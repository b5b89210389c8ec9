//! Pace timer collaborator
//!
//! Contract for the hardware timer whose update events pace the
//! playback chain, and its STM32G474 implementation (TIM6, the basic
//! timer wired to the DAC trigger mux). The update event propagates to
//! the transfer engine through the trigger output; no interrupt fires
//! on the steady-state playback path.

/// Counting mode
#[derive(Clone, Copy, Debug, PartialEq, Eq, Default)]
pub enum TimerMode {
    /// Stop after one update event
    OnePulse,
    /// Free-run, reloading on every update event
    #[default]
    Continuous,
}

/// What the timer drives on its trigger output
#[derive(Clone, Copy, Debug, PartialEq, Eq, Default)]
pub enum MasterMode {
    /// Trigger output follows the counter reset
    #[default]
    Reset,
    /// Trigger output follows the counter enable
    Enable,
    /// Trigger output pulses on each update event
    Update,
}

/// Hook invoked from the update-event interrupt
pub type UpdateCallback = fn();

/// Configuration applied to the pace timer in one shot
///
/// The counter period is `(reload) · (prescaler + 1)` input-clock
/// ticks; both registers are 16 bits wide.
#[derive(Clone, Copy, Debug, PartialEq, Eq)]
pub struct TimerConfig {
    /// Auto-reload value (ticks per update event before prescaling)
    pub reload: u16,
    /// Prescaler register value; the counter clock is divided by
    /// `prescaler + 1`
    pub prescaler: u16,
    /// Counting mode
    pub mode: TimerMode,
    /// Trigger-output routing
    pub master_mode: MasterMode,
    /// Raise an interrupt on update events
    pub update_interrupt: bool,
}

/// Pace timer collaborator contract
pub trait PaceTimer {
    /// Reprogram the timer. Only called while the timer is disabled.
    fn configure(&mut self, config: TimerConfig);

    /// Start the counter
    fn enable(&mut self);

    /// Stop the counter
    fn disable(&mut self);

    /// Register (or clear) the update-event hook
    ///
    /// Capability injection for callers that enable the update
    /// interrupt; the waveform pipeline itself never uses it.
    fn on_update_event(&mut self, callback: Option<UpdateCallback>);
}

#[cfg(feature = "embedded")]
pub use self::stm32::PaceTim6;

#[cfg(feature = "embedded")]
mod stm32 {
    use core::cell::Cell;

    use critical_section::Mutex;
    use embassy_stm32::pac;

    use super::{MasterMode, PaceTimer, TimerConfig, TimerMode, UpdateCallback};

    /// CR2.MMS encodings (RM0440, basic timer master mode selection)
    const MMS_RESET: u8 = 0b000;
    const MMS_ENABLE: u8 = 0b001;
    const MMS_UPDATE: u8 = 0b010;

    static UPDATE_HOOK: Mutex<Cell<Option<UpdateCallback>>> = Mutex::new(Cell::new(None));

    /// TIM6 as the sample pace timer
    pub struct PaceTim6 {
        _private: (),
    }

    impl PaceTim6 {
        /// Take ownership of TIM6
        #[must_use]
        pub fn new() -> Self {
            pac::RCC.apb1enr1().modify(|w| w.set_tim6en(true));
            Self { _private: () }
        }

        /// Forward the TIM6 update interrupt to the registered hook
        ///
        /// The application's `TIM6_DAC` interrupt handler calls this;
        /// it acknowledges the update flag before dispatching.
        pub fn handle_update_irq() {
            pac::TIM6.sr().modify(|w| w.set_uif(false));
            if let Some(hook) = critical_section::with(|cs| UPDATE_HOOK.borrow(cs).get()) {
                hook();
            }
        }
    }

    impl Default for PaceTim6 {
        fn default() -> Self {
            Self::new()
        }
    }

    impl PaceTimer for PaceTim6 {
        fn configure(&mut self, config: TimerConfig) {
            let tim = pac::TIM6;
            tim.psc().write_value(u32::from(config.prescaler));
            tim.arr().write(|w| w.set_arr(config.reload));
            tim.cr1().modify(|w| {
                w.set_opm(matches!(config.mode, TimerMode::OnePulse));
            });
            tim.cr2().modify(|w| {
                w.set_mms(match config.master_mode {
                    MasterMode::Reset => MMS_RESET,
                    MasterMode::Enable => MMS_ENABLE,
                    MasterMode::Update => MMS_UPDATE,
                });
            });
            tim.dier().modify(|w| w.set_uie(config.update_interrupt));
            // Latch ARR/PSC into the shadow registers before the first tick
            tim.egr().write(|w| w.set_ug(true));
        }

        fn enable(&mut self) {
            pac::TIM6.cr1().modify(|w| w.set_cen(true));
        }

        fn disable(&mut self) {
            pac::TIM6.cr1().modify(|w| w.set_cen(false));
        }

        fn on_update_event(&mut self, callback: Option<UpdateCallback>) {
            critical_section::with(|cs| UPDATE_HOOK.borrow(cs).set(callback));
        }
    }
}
=====
Copy each line from the data that features the string "true".

            pac::RCC.apb1enr1().modify(|w| w.set_tim6en(true));
            tim.egr().write(|w| w.set_ug(true));
            pac::TIM6.cr1().modify(|w| w.set_cen(true));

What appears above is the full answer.